The growth of technology has and will continue to bring in changes across various industries. And thanks to increasing need for automation, extra storage, more security, many businesses are encouraging the growth spurt and adopting it too.

And the healthcare industry is no exception.

As more and more healthcare companies start externalizing their IT needs, cloud-based storage is causing quite a stir. And what’s more, you can get on-demand computational services anytime, anywhere without having to worry about the security threats.

Cloud computing in Health Care:

Health care is one of the many sectors in which information is of vital importance. Amid the hundreds of machines whirring away saving lives along with the doctors and nurses, there is another important force that supports them i.e., cloud computing supporting the everyday operations.

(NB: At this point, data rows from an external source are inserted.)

//! # Goroutines
//!
//! A [`Goroutine`] is a snapshot of one runtime scheduling record
//! (`runtime.g`): saved registers, identity, creation and start PCs, wait
//! state and stack bounds. Records are parsed from [`Value`]s; enumeration and
//! lookup across a stopped process live in [`StopContext`].

mod context;

use std::collections::HashMap;
use std::fmt;
use std::sync::Arc;

use once_cell::sync::OnceCell;
use tracing::{debug, trace};

pub use context::StopContext;

use crate::config::LoadConfig;
use crate::error::{Result, VardigError};
use crate::memory::cache_memory;
use crate::program::{StackWalker, StatusEncoding, ThreadContext};
use crate::types::{Address, Location, ThreadId};
use crate::value::{Kind, Value};

/// Frames inspected when looking for the first user frame of a goroutine.
pub const MAX_USER_CURRENT_DEPTH: usize = 30;

/// Upper bound on the number of pprof labels read from one goroutine.
pub const MAX_LABELS: i64 = 1000;

/// Type of the pprof label set.
const LABEL_MAP_TYPE: &str = "runtime/pprof.labelMap";

/// Scheduling state of a goroutine.
#[derive(Debug, Clone, Copy, PartialEq, Eq, Hash)]
pub enum GoroutineStatus
{
    /// Just allocated, not yet initialized.
    Idle,
    /// On a run queue.
    Runnable,
    /// Executing user code on an M.
    Running,
    /// Executing a system call.
    Syscall,
    /// Blocked in the runtime.
    Waiting,
    /// Unused: exited or not yet started.
    Dead,
    /// Stack is being moved.
    CopyStack,
    /// Stopped itself for a suspend.
    Preempted,
    /// A value this crate does not know.
    Other(u64),
}

impl GoroutineStatus
{
    /// Decode a raw status word.
    pub fn from_raw(raw: u64) -> Self
    {
        match raw {
            0 => GoroutineStatus::Idle,
            1 => GoroutineStatus::Runnable,
            2 => GoroutineStatus::Running,
            3 => GoroutineStatus::Syscall,
            4 => GoroutineStatus::Waiting,
            6 => GoroutineStatus::Dead,
            8 => GoroutineStatus::CopyStack,
            9 => GoroutineStatus::Preempted,
            other => GoroutineStatus::Other(other),
        }
    }
}

impl fmt::Display for GoroutineStatus
{
    fn fmt(&self, f: &mut fmt::Formatter<'_>) -> fmt::Result
    {
        match self {
            GoroutineStatus::Idle => f.write_str("idle"),
            GoroutineStatus::Runnable => f.write_str("runnable"),
            GoroutineStatus::Running => f.write_str("running"),
            GoroutineStatus::Syscall => f.write_str("syscall"),
            GoroutineStatus::Waiting => f.write_str("waiting"),
            GoroutineStatus::Dead => f.write_str("dead"),
            GoroutineStatus::CopyStack => f.write_str("copystack"),
            GoroutineStatus::Preempted => f.write_str("preempted"),
            GoroutineStatus::Other(n) => write!(f, "status({n})"),
        }
    }
}

/// Stack bounds `[lo, hi)`.
#[derive(Debug, Clone, Copy, PartialEq, Eq, Default)]
pub struct StackBounds
{
    /// Highest address (exclusive).
    pub hi: Address,
    /// Lowest address.
    pub lo: Address,
}

/// Snapshot of one goroutine.
#[derive(Clone)]
pub struct Goroutine
{
    /// Goroutine id.
    pub id: i64,
    /// Saved PC.
    pub pc: Address,
    /// Saved SP.
    pub sp: Address,
    /// Saved frame pointer (0 if the record has none).
    pub bp: Address,
    /// Saved link register (0 if the record has none).
    pub lr: Address,
    /// PC of the `go` statement that created this goroutine.
    pub gopc: Address,
    /// Entry PC of the goroutine's function.
    pub startpc: Address,
    /// Raw status word.
    pub status: u64,
    /// Approximate time the goroutine became blocked.
    pub wait_since: i64,
    /// Raw wait reason (0 if unavailable).
    pub wait_reason: i64,
    /// Stack bounds.
    pub stack: StackBounds,
    /// Currently running on the system stack of its thread.
    pub system_stack: bool,
    /// Location of the saved PC, or of the thread for running goroutines.
    pub current_loc: Location,
    /// Thread executing this goroutine, if any.
    pub thread: Option<Arc<dyn ThreadContext>>,
    /// The record itself.
    pub variable: Value,
    labels: OnceCell<HashMap<String, String>>,
}

impl fmt::Debug for Goroutine
{
    fn fmt(&self, f: &mut fmt::Formatter<'_>) -> fmt::Result
    {
        f.debug_struct("Goroutine")
            .field("id", &self.id)
            .field("pc", &self.pc)
            .field("sp", &self.sp)
            .field("gopc", &self.gopc)
            .field("startpc", &self.startpc)
            .field("status", &self.status())
            .field("system_stack", &self.system_stack)
            .field("thread", &self.thread.as_ref().map(|t| t.thread_id()))
            .field("current_loc", &self.current_loc)
            .finish_non_exhaustive()
    }
}

/// Integer content of a loaded value.
fn int_of(v: &Value) -> Option<i64>
{
    v.value.as_ref().and_then(|s| s.as_i64())
}

fn addr_of(v: Option<&Value>) -> Option<Address>
{
    v.and_then(|v| v.value.as_ref()).and_then(|s| s.as_u64()).map(Address::new)
}

/// Parse a goroutine record. `v` is a `runtime.g` or a pointer (chain) to one.
///
/// `thread` names the thread the record was read for; it is reported in
/// [`VardigError::NoGoroutine`] when the pointer is nil.
pub fn parse_g(v: &Value, thread: Option<ThreadId>) -> Result<Goroutine>
{
    let mut v = v.clone();
    let is_ptr = |v: &Value| v.real_type.as_ref().is_some_and(|t| t.is_pointer());

    if is_ptr(&v) {
        let target = v
            .read_word(v.addr)
            .map_err(|err| VardigError::Runtime(format!("error derefing *G {err}")))?;
        if target.is_null() {
            return Err(VardigError::NoGoroutine(thread.unwrap_or_default()));
        }
    } else if v.addr.is_null() {
        return Err(VardigError::NoGoroutine(thread.unwrap_or_default()));
    }
    while is_ptr(&v) {
        v = v.maybe_dereference();
        if let Some(err) = v.unreadable.take() {
            debug!(%err, "goroutine record unreadable");
            return Err(VardigError::UnreadableG);
        }
    }
    let mem = v.memory()?;
    let size = v.real_type.as_ref().map_or(0, |t| t.byte_size);
    let gaddr = v.addr;
    v = v.with_memory(cache_memory(&mem, gaddr, size));

    let sched = v.load_field_named("sched").ok_or(VardigError::UnreadableG)?;
    let pc = addr_of(sched.field_variable("pc")).ok_or(VardigError::UnreadableG)?;
    let sp = addr_of(sched.field_variable("sp")).ok_or(VardigError::UnreadableG)?;
    let bp = addr_of(sched.field_variable("bp")).unwrap_or_default();
    let lr = addr_of(sched.field_variable("lr")).unwrap_or_default();

    let mut unreadable = false;
    let mut load_int = |name: &str| -> i64 {
        match v.load_field_named(name).as_ref().and_then(int_of) {
            Some(n) => n,
            None => {
                unreadable = true;
                0
            }
        }
    };
    let id = load_int("goid");
    let gopc = load_int("gopc");
    let startpc = load_int("startpc");
    let wait_since = load_int("waitsince");

    let info = v.debug_info()?;
    let abi = info.abi();
    let wait_reason = if abi.wait_reason { load_int("waitreason") } else { 0 };

    let mut stack = StackBounds::default();
    match v.load_field_named("stack") {
        Some(bounds) => {
            match addr_of(bounds.field_variable("hi")) {
                Some(hi) => stack.hi = hi,
                None => unreadable = true,
            }
            match addr_of(bounds.field_variable("lo")) {
                Some(lo) => stack.lo = lo,
                None => unreadable = true,
            }
        }
        None => unreadable = true,
    }

    let status = match v.load_field_named("atomicstatus") {
        Some(word) => {
            let plain = word.value.as_ref().and_then(|s| s.as_u64());
            let wrapped = || {
                word.field_variable("value")
                    .and_then(|inner| inner.value.as_ref())
                    .and_then(|s| s.as_u64())
            };
            let decoded = match abi.status {
                StatusEncoding::Plain => plain.or_else(wrapped),
                StatusEncoding::AtomicWrapper => wrapped().or(plain),
            };
            decoded.unwrap_or_else(|| {
                unreadable = true;
                0
            })
        }
        None => {
            unreadable = true;
            0
        }
    };

    if unreadable {
        return Err(VardigError::UnreadableG);
    }

    v.name = "runtime.curg".into();
    let g = Goroutine {
        id,
        pc,
        sp,
        bp,
        lr,
        gopc: Address::new(gopc as u64),
        startpc: Address::new(startpc as u64),
        status,
        wait_since,
        wait_reason,
        stack,
        system_stack: false,
        current_loc: info.pc_to_line(pc),
        thread: None,
        variable: v,
        labels: OnceCell::new(),
    };
    trace!(id = g.id, status = %g.status(), pc = %g.pc, "parsed goroutine");
    Ok(g)
}

impl Goroutine
{
    /// Decoded status.
    pub fn status(&self) -> GoroutineStatus
    {
        GoroutineStatus::from_raw(self.status)
    }

    /// Location of the first frame that belongs to user code, looking at most
    /// [`MAX_USER_CURRENT_DEPTH`] frames deep. Falls back to the current
    /// location.
    pub fn user_current(&self, walker: &dyn StackWalker) -> Location
    {
        let Ok(frames) = walker.frames(self, MAX_USER_CURRENT_DEPTH) else {
            return self.current_loc.clone();
        };
        frames
            .into_iter()
            .take(MAX_USER_CURRENT_DEPTH)
            .find(|frame| {
                let Some(func) = frame.function.as_deref() else {
                    return false;
                };
                let name = func.name.as_str();
                name.contains('.')
                    && (!name.starts_with("runtime.") || func.exported_runtime())
                    && !name.starts_with("internal/")
                    && !name.starts_with("runtime/internal")
                    && frame.file != "<autogenerated>"
            })
            .unwrap_or_else(|| self.current_loc.clone())
    }

    /// Location of the `go` statement that created this goroutine.
    pub fn go_location(&self) -> Location
    {
        let Some(info) = self.variable.info.as_ref() else {
            return Location::from_pc(self.gopc);
        };
        let mut pc = self.gopc;
        if let Some(func) = info.pc_to_func(pc) {
            // Back up to the call instruction.
            if self.gopc > func.entry {
                pc = Address::new(pc.value() - 1);
            }
        }
        Location {
            pc: self.gopc,
            ..info.pc_to_line(pc)
        }
    }

    /// Entry location of the goroutine's function.
    pub fn start_location(&self) -> Location
    {
        let Some(info) = self.variable.info.as_ref() else {
            return Location::from_pc(self.startpc);
        };
        let Some(func) = info.pc_to_func(self.startpc) else {
            return Location::from_pc(self.startpc);
        };
        let (file, line) = info.entry_line(&func);
        Location {
            pc: func.entry,
            file,
            line,
            function: Some(func),
        }
    }

    /// `true` for goroutines started by the runtime for its own purposes.
    pub fn is_system(&self) -> bool
    {
        let loc = self.start_location();
        match loc.function_name() {
            Some("runtime.main" | "runtime.handleAsyncEvent") | None => false,
            Some(name) => name.starts_with("runtime."),
        }
    }

    /// pprof labels, read once and cached.
    pub fn labels(&self) -> &HashMap<String, String>
    {
        self.labels.get_or_init(|| self.read_labels())
    }

    fn read_labels(&self) -> HashMap<String, String>
    {
        let mut labels = HashMap::new();
        let Some(field) = self.variable.load_field_named("labels") else {
            return labels;
        };
        let [target] = field.children.as_slice() else {
            return labels;
        };
        if target.addr.is_null() {
            return labels;
        }
        let (Ok(info), Ok(mem)) = (self.variable.debug_info(), self.variable.memory()) else {
            return labels;
        };
        let Ok(label_type) = info.find_type(LABEL_MAP_TYPE) else {
            return labels;
        };

        let mut map = Value::new("", target.addr, &label_type, info, mem);
        if map.kind == Kind::Map {
            map.load(&LoadConfig::FULL_VALUE);
            for pair in map.children.chunks_exact(2) {
                if let (Some(k), Some(v)) = (pair[0].string_value(), pair[1].string_value()) {
                    labels.insert(k.into_owned(), v.into_owned());
                }
            }
            return labels;
        }

        let Ok(list) = map.struct_member("list") else {
            return labels;
        };
        for i in 0..list.len.clamp(0, MAX_LABELS) {
            let Ok(mut entry) = list.slice_access(i) else {
                continue;
            };
            entry.load(&LoadConfig::FULL_VALUE);
            let [k, v, ..] = entry.children.as_slice() else {
                continue;
            };
            if let (Some(k), Some(v)) = (k.string_value(), v.string_value()) {
                labels.insert(k.into_owned(), v.into_owned());
            }
        }
        labels
    }
}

For instance, if a patient complains about chest pains, then the doctor can pull up the required information quickly and the diagnosis can be made quite easy and also reduce costs for treatment. Cloud Computing needs from the healthcare industry drove $3.73 billion in healthcare spending on cloud services last year and will push that number nearly threefold to $9.48 billion by 2020.

But there are some considerations to be looked into before choosing a cloud vendor. Below are a few of them:

Security

Security is one of the most critical concerns of any industry. Because the cloud (whether public or private) stores business’s critical data. The cloud provider should offer world-class data and access, infrastructure, and physical security, backup storage options in case of a crisis, anti-virus protection, and customizable security options. Data needs to be safe and the vendor needs to have systems as per the healthcare security and privacy regulations.

Security

Few important certifications that should be looked into before opting a cloud provider are:

Information security management (ISO/IEC 27001 Certified)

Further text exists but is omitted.